A plaque on the Fye Bridge in Norwich, England, claims to mark the site of a cucking stool, and that from 1562 to 1597 strumpets (flirtatious or promiscuous young women) and common scolds suffered dunking there. In the Percy Anecdotes, published pseudonymously by Thomas Byerley and Joseph Clinton Robertson in 1821–1823, the authors state that "How long the ducking-stool has been in disuse in England does not appear." The Anecdotes also suggest penological ineffectiveness as grounds for the stool's disuse; the text relates the 1681 case of a Mrs. Finch, who had received three convictions and duckings as a common scold. On her fourth conviction, the King's Bench declined to dunk her again, ordering a fine of three marks and jail until payment took place.

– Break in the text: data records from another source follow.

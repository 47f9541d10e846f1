//! Local file system volume rooted at the workspace directory.

use super::{Volume, VolumeError, resolve_in_root};
use crate::file_system::Entry;
use crate::file_system::listing::read_directory;
use std::fs;
use std::path::{Path, PathBuf};

/// A volume backed by the local file system, with the workspace directory as its root.
pub struct LocalVolume {
    name: String,
    root: PathBuf,
}

impl LocalVolume {
    /// Creates a volume for the given root. The name defaults to the root's last component.
    pub fn new(root: impl Into<PathBuf>) -> Self {
        let root = root.into();
        let name = root
            .file_name()
            .map(|s| s.to_string_lossy().to_string())
            .unwrap_or_else(|| root.to_string_lossy().to_string());
        Self { name, root }
    }

    pub(super) fn resolve(&self, path: &Path) -> PathBuf {
        resolve_in_root(&self.root, path)
    }
}

impl Volume for LocalVolume {
    fn name(&self) -> &str {
        &self.name
    }

    fn root(&self) -> &Path {
        &self.root
    }

    fn list_directory(&self, path: &Path) -> Result<Vec<Entry>, VolumeError> {
        let abs_path = self.resolve(path);
        read_directory(&abs_path).map_err(VolumeError::from)
    }

    fn exists(&self, path: &Path) -> bool {
        // symlink_metadata so broken symlinks still count as existing
        fs::symlink_metadata(self.resolve(path)).is_ok()
    }

    fn is_directory(&self, path: &Path) -> Result<bool, VolumeError> {
        let metadata = fs::metadata(self.resolve(path))?;
        Ok(metadata.is_dir())
    }

    fn create_file(&self, path: &Path, content: &[u8]) -> Result<(), VolumeError> {
        use std::io::Write;

        let abs_path = self.resolve(path);
        let mut file = fs::OpenOptions::new().write(true).create_new(true).open(&abs_path)?;
        file.write_all(content)?;
        Ok(())
    }

    fn create_directory(&self, path: &Path) -> Result<(), VolumeError> {
        fs::create_dir(self.resolve(path))?;
        Ok(())
    }

    fn delete(&self, path: &Path) -> Result<(), VolumeError> {
        let abs_path = self.resolve(path);
        let metadata = fs::symlink_metadata(&abs_path)?;
        if metadata.is_dir() {
            fs::remove_dir_all(&abs_path)?;
        } else {
            fs::remove_file(&abs_path)?;
        }
        Ok(())
    }

    fn rename(&self, from: &Path, to: &Path) -> Result<(), VolumeError> {
        let from_abs = self.resolve(from);
        let to_abs = self.resolve(to);
        // fs::rename silently replaces files on POSIX
        if from_abs != to_abs && fs::symlink_metadata(&to_abs).is_ok() {
            return Err(VolumeError::AlreadyExists(to_abs.display().to_string()));
        }
        fs::rename(&from_abs, &to_abs)?;
        Ok(())
    }

    fn supports_watching(&self) -> bool {
        true
    }
}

The Percy Anecdotes also quote a pastoral poem by John Gay (1685–1732), who wrote that:

I'll speed me to the pond, where the high stool
On the long plank, hangs o'er the muddy pool,
That stool the dread of ev'ry scolding quean.

and a 1780 poem by Benjamin West, who wrote that:

There stands, my friend, in yonder pool,
An engine call'd a ducking-stool;
By legal pow'r commanded down,
The joy and terror of the town.
If jarring females kindle strife ...

While these literary sources do not prove that the punishment still took place, they do provide evidence that it had not been forgotten.

In The Queen v Foxby, 6 Mod. 11 (1704), counsel for the accused stated that he knew of no law for the dunking of scolds. Lord Chief Justice John Holt of the Queen's Bench apparently pronounced this error, for he announced that it was "better ducking in a Trinity, than a Michaelmas term", i.e. better carried out in summer than in winter. The tenor of Holt's remarks suggests that he found the punishment a rare or dead local custom seen by the sovereign's court as risible.

The last recorded uses of ducking stool were
- a Mrs. Ganble at Plymouth (1808)
- Jenny Pipes, a "notorious" scold from Leominster (1809)
- Sarah Leeke (1817) from Leominster was sentenced to be ducked but the water in the pond was so low that the authorities merely wheeled her round the town in the chair.

In 1812, federal enforcement of common law offences was held to be unconstitutional by the Supreme Court in United States v. Hudson and Goodwin. Nevertheless, in 1829, a Washington, D.C., court found the American anti-clerical writer Anne Royall guilty of being a common scold, the outcome of a campaign launched by local clergymen. A traditional "engine" for intended punishment was built by sailors at the Navy Yard. The court ruled the punishment of the ducking-stool obsolete and instead imposed a fine of ten dollars.

==Current status of the law==
Counsel in Sykes v. Director of Public Prosecutions [1962] AC 528 said he could find no cases for more than a century and described the offence as "obsolete". Section 13(1)(a) of the Criminal Law Act 1967 abolished it.

The common law offence endured in New Jersey until struck down in 1972 in State v. Palendrano by Circuit Judge McGann, who found it had been subsumed in the provisions of the Disorderly Conduct Act of 1898, was bad for vagueness and offended the 14th Amendment to the US Constitution for sex discrimination. It was also opined that the punishment of ducking could amount to a corpor(e)al punishment, in which case that punishment was unlawful under the New Jersey Constitution of 1844 or since 1776.

In the United States, many states have laws restricting public profanity, excessive noise, and disorderly conduct. None of these laws carry the distinctive punishment originally reserved for the common scold, nor are they gender-centric as the offence was.